TLDR:
- One year after the SEC cyber disclosure ruling, security leaders weigh in on its impact.
- Security professionals reflect on the lack of significant fines or penalties for non-compliance.
July 26, 2024 marks the one year anniversary since the SEC cyber disclosure ruling, and security leaders are reflecting on its impact. George Gerchow, Faculty at IANS Research and Head of Trust at MongoDB, emphasizes the need for greater accountability, larger sanctions on timing, and clearer guidance on what constitutes material information. He highlights the challenges of announcing ongoing attacks before mitigation, which can increase malicious activity.
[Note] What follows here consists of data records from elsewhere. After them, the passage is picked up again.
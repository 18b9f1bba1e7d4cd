//! Shared path computation for sidecars and blobs, so no call site assembles
//! `meta/`/`data/` paths on its own. Depth is always threaded explicitly;
//! nothing here reads an implicit working directory.

use std::path::{Path, PathBuf};

/// The three sidecar files produced for each exploded archive, plus its
/// logical name within `meta/`.
#[derive(Debug, Clone)]
pub struct SidecarPaths {
    pub jump: PathBuf,
    pub stream: PathBuf,
    pub dir: PathBuf,
}

/// Name used for an archive's sidecar trio, derived from the archive's own
/// file name (including extension, so `game.zip` and `game.zip.bak` do not
/// collide).
pub fn archive_name(archive_path: &Path) -> String {
    archive_path
        .file_name()
        .map(|n| n.to_string_lossy().into_owned())
        .unwrap_or_else(|| archive_path.to_string_lossy().into_owned())
}

pub fn meta_dir(base: &Path) -> PathBuf {
    base.join("meta")
}

pub fn data_dir(base: &Path) -> PathBuf {
    base.join("data")
}

pub fn sidecar_paths(base: &Path, name: &str) -> SidecarPaths {
    let meta = meta_dir(base);
    SidecarPaths {
        jump: meta.join(format!("{name}.jump")),
        stream: meta.join(format!("{name}.stream")),
        dir: meta.join(format!("{name}.dir")),
    }
}

/// Computes the on-disk path for a blob given its hex SHA-1 digest and the
/// configured shard depth. Depth 0 places every blob directly under
/// `data/`; depth N nests N single-hex-character directories first, e.g.
/// depth 2, hash `deadbeef...` -> `data/d/e/deadbeef...`.
pub fn blob_path(base: &Path, hex_sha: &str, depth: u32) -> PathBuf {
    let mut p = data_dir(base);
    let depth = depth as usize;
    for ch in hex_sha.chars().take(depth) {
        p.push(ch.to_string());
    }
    p.push(hex_sha);
    p
}

/// Directory components that must exist before a blob at `blob_path` can be
/// created.
pub fn blob_parent(base: &Path, hex_sha: &str, depth: u32) -> PathBuf {
    blob_path(base, hex_sha, depth)
        .parent()
        .expect("blob_path always has a parent")
        .to_path_buf()
}
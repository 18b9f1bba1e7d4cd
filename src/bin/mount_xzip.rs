//! Exposes exploded zip file(s) as a read-only FUSE file system.

use std::collections::HashMap;
use std::ffi::OsStr;
use std::path::PathBuf;
use std::sync::atomic::{AtomicBool, Ordering};
use std::time::{Duration, SystemTime};

use anyhow::{Context, Result};
use clap::Parser;
use fuser::{
    FileAttr, FileType, Filesystem, MountOption, ReplyAttr, ReplyData, ReplyDirectory,
    ReplyEmpty, ReplyEntry, ReplyOpen, ReplyStatfs, Request,
};
use libc::{EACCES, EINVAL, ENOENT, ENOTDIR};
use xzip::facade::VirtualArchiveFacade;
use xzip::vprintln;

const TTL: Duration = Duration::from_secs(1);
const ROOT_INODE: u64 = 1;

/// Set by `handle_sighup` (async-signal-safe: only a relaxed store) and
/// drained on the next request, mirroring the source's
/// `signal.signal(SIGHUP, release)` hooking `ExplodedZip._release`.
static RELEASE_REQUESTED: AtomicBool = AtomicBool::new(false);

extern "C" fn handle_sighup(_signum: i32) {
    RELEASE_REQUESTED.store(true, Ordering::SeqCst);
}

#[derive(Parser, Debug)]
#[command(about = "Mounts an exploded zip file system")]
struct Cli {
    /// Data subdirectory shard depth.
    #[arg(short = 'd', long, default_value_t = 0)]
    depth: u32,

    /// Enable FUSE debugging mode.
    #[arg(short = 'D', long)]
    debug: bool,

    /// Do not exit until the file system is unmounted.
    #[arg(short = 'f', long)]
    foreground: bool,

    /// Do not run in multi-threaded mode.
    #[arg(short = 's', long = "single-threaded")]
    single_threaded: bool,

    /// "Traditional" mount-style options: comma-separated `k=v` pairs, or a
    /// bare key treated as `k=true`. Repeatable; takes priority over the
    /// flags above when both set the same option.
    #[arg(short = 'o', action = clap::ArgAction::Append)]
    options: Vec<String>,

    /// Base for the exploded files.
    directory: PathBuf,

    /// Mount point.
    mount: PathBuf,
}

fn parse_o_options(options: &[String]) -> HashMap<String, String> {
    let mut out = HashMap::new();
    for item in options.join(",").split(',') {
        if item.is_empty() {
            continue;
        }
        match item.split_once('=') {
            Some((k, v)) => {
                out.insert(k.to_string(), v.to_string());
            }
            None => {
                out.insert(item.to_string(), "true".to_string());
            }
        }
    }
    out
}

fn main() -> Result<()> {
    let mut cli = Cli::parse();
    let opts = parse_o_options(&cli.options);

    if let Some(d) = opts.get("depth") {
        cli.depth = d.parse().context("parsing -o depth=...")?;
    }
    if opts.contains_key("debug") {
        cli.debug = true;
    }
    if opts.contains_key("foreground") {
        cli.foreground = true;
    }
    if opts.contains_key("nothread") {
        cli.single_threaded = true;
    }

    vprintln!(cli.debug as u8, 1, "mounting {} at {}", cli.directory.display(), cli.mount.display());

    unsafe {
        libc::signal(libc::SIGHUP, handle_sighup as libc::sighandler_t);
    }

    // single_threaded and foreground are accepted for command-line parity
    // with the source tool; mount2 already blocks the calling thread and
    // fuser already serializes per-request, so neither needs to be
    // threaded any further here.
    let fs = XzipFilesystem::new(cli.directory, cli.depth);
    let mount_options = vec![MountOption::RO, MountOption::FSName("xzip".to_string())];

    fuser::mount2(fs, &cli.mount, &mount_options)
        .with_context(|| format!("mounting {}", cli.mount.display()))?;
    Ok(())
}

struct XzipFilesystem {
    facade: VirtualArchiveFacade,
    load_time: SystemTime,
    inodes: std::sync::Mutex<HashMap<u64, String>>,
    names: std::sync::Mutex<HashMap<String, u64>>,
    next_inode: std::sync::Mutex<u64>,
}

impl XzipFilesystem {
    fn new(base: PathBuf, depth: u32) -> Self {
        Self {
            facade: VirtualArchiveFacade::new(base, depth),
            load_time: SystemTime::now(),
            inodes: std::sync::Mutex::new(HashMap::new()),
            names: std::sync::Mutex::new(HashMap::new()),
            next_inode: std::sync::Mutex::new(2),
        }
    }

    /// Drains a pending SIGHUP request, if any, by releasing cached
    /// `ExplodedInfo` no open handle still references.
    fn drain_release_request(&self) {
        if RELEASE_REQUESTED.swap(false, Ordering::SeqCst) {
            self.facade.release_unused_info();
        }
    }

    fn inode_for(&self, name: &str) -> u64 {
        let mut names = self.names.lock().expect("names map poisoned");
        if let Some(ino) = names.get(name) {
            return *ino;
        }
        let mut next = self.next_inode.lock().expect("inode counter poisoned");
        let ino = *next;
        *next += 1;
        names.insert(name.to_string(), ino);
        self.inodes
            .lock()
            .expect("inodes map poisoned")
            .insert(ino, name.to_string());
        ino
    }

    fn name_for(&self, ino: u64) -> Option<String> {
        if ino == ROOT_INODE {
            return Some(String::new());
        }
        self.inodes.lock().expect("inodes map poisoned").get(&ino).cloned()
    }

    fn root_attr(&self, uid: u32, gid: u32) -> FileAttr {
        FileAttr {
            ino: ROOT_INODE,
            size: 0,
            blocks: 0,
            atime: self.load_time,
            mtime: self.load_time,
            ctime: self.load_time,
            crtime: self.load_time,
            kind: FileType::Directory,
            perm: 0o555,
            nlink: 2,
            uid,
            gid,
            rdev: 0,
            blksize: 512,
            flags: 0,
        }
    }

    fn file_attr(&self, ino: u64, name: &str) -> Option<FileAttr> {
        let stat = self.facade.stat(name).ok()?;
        Some(FileAttr {
            ino,
            size: stat.size,
            blocks: stat.size.div_ceil(512),
            atime: stat.atime,
            mtime: stat.mtime,
            ctime: stat.ctime,
            crtime: stat.ctime,
            kind: FileType::RegularFile,
            perm: stat.mode_bits as u16,
            nlink: stat.nlink as u32,
            uid: stat.uid,
            gid: stat.gid,
            rdev: 0,
            blksize: 512,
            flags: 0,
        })
    }
}

impl Filesystem for XzipFilesystem {
    fn destroy(&mut self) {
        // Mirrors the source's own `destroy`, which drops all cached
        // `ExplodedInfo` (and, there, the handle table) on unmount.
        self.facade.reset_info_cache();
    }

    fn lookup(&mut self, req: &Request<'_>, parent: u64, name: &OsStr, reply: ReplyEntry) {
        self.drain_release_request();
        if parent != ROOT_INODE {
            reply.error(ENOTDIR);
            return;
        }
        let Some(name) = name.to_str() else {
            reply.error(ENOENT);
            return;
        };
        let ino = self.inode_for(name);
        match self.file_attr(ino, name) {
            Some(attr) => reply.entry(&TTL, &attr, 0),
            None => {
                let _ = req;
                reply.error(ENOENT)
            }
        }
    }

    fn getattr(&mut self, req: &Request<'_>, ino: u64, _fh: Option<u64>, reply: ReplyAttr) {
        if ino == ROOT_INODE {
            reply.attr(&TTL, &self.root_attr(req.uid(), req.gid()));
            return;
        }
        match self.name_for(ino).and_then(|name| self.file_attr(ino, &name)) {
            Some(attr) => reply.attr(&TTL, &attr),
            None => reply.error(ENOENT),
        }
    }

    fn open(&mut self, _req: &Request<'_>, ino: u64, _flags: i32, reply: ReplyOpen) {
        let Some(name) = self.name_for(ino) else {
            reply.error(ENOENT);
            return;
        };
        match self.facade.open(&name) {
            Ok(fh) => reply.opened(fh, 0),
            Err(_) => reply.error(ENOENT),
        }
    }

    fn read(
        &mut self,
        _req: &Request<'_>,
        _ino: u64,
        fh: u64,
        offset: i64,
        size: u32,
        _flags: i32,
        _lock_owner: Option<u64>,
        reply: ReplyData,
    ) {
        match self.facade.read(fh, offset as u64, size as usize) {
            Ok(data) => reply.data(&data),
            Err(_) => reply.error(ENOENT),
        }
    }

    fn release(
        &mut self,
        _req: &Request<'_>,
        _ino: u64,
        fh: u64,
        _flags: i32,
        _lock_owner: Option<u64>,
        _flush: bool,
        reply: ReplyEmpty,
    ) {
        self.facade.release(fh);
        reply.ok();
    }

    fn readdir(
        &mut self,
        _req: &Request<'_>,
        ino: u64,
        _fh: u64,
        offset: i64,
        mut reply: ReplyDirectory,
    ) {
        if ino != ROOT_INODE {
            reply.error(ENOTDIR);
            return;
        }

        let Ok(names) = self.facade.list_archives() else {
            reply.error(ENOENT);
            return;
        };

        let mut entries = vec![
            (ROOT_INODE, FileType::Directory, ".".to_string()),
            (ROOT_INODE, FileType::Directory, "..".to_string()),
        ];
        for name in names {
            let ino = self.inode_for(&name);
            entries.push((ino, FileType::RegularFile, name));
        }

        for (i, (ino, kind, name)) in entries.into_iter().enumerate().skip(offset as usize) {
            if reply.add(ino, (i + 1) as i64, kind, &name) {
                break;
            }
        }
        reply.ok();
    }

    fn readlink(&mut self, _req: &Request<'_>, ino: u64, reply: fuser::ReplyData) {
        let Some(name) = self.name_for(ino) else {
            reply.error(ENOENT);
            return;
        };
        match self.facade.readlink(&name) {
            Ok(Some(target)) => reply.data(target.as_bytes()),
            Ok(None) => reply.error(EINVAL),
            Err(_) => reply.error(ENOENT),
        }
    }

    fn access(&mut self, _req: &Request<'_>, ino: u64, mask: i32, reply: ReplyEmpty) {
        if ino == ROOT_INODE {
            reply.ok();
            return;
        }
        let write_requested = mask & libc::W_OK != 0;
        match self.name_for(ino) {
            Some(name) if self.facade.access(&name, write_requested) => reply.ok(),
            _ => reply.error(EACCES),
        }
    }

    fn setattr(
        &mut self,
        req: &Request<'_>,
        ino: u64,
        mode: Option<u32>,
        _uid: Option<u32>,
        _gid: Option<u32>,
        _size: Option<u64>,
        _atime: Option<fuser::TimeOrNow>,
        _mtime: Option<fuser::TimeOrNow>,
        _ctime: Option<SystemTime>,
        _fh: Option<u64>,
        _crtime: Option<SystemTime>,
        _chgtime: Option<SystemTime>,
        _bkuptime: Option<SystemTime>,
        _flags: Option<u32>,
        reply: ReplyAttr,
    ) {
        if ino == ROOT_INODE {
            reply.error(EACCES);
            return;
        }
        let Some(name) = self.name_for(ino) else {
            reply.error(ENOENT);
            return;
        };

        if let Some(mode) = mode {
            if self.facade.chmod(&name, mode).is_err() {
                reply.error(EACCES);
                return;
            }
        }

        match self.file_attr(ino, &name) {
            Some(attr) => reply.attr(&TTL, &attr),
            None => reply.error(ENOENT),
        }
        let _ = req;
    }

    fn statfs(&mut self, _req: &Request<'_>, _ino: u64, reply: ReplyStatfs) {
        // Reports space information for the `meta/` directory's
        // filesystem, as the source tool does, via a direct statvfs(2)
        // call since only libc is on hand for this.
        match statvfs_meta(&self.facade.base().join("meta")) {
            Some(stat) => reply.statfs(
                stat.f_blocks,
                stat.f_bfree,
                stat.f_bavail,
                0,
                0,
                stat.f_bsize as u32,
                255,
                stat.f_bsize as u32,
            ),
            None => reply.error(ENOENT),
        }
    }
}

fn statvfs_meta(path: &std::path::Path) -> Option<libc::statvfs> {
    use std::os::unix::ffi::OsStrExt;
    let c_path = std::ffi::CString::new(path.as_os_str().as_bytes()).ok()?;
    let mut stat: libc::statvfs = unsafe { std::mem::zeroed() };
    let rc = unsafe { libc::statvfs(c_path.as_ptr(), &mut stat) };
    if rc == 0 {
        Some(stat)
    } else {
        None
    }
}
Steve Martano, Faculty at IANS Research and Partner at Artico Search, notes that while the dismissal of charges against SolarWinds may be viewed as a win, regulatory pressure and litigation against companies and individuals are unlikely to desist. He emphasizes the importance of aligning cybersecurity programs with organization’s risk areas and evaluating potential financial impacts of cyber events.
Scott Kannry, CEO and Co-Founder at Axio, mentions the uncertainty following the Chevron ruling and the ongoing complexity of the regulatory landscape. He stresses the importance of building defensibility shields for CISOs to navigate the evolving regulatory environment and safeguard organizations.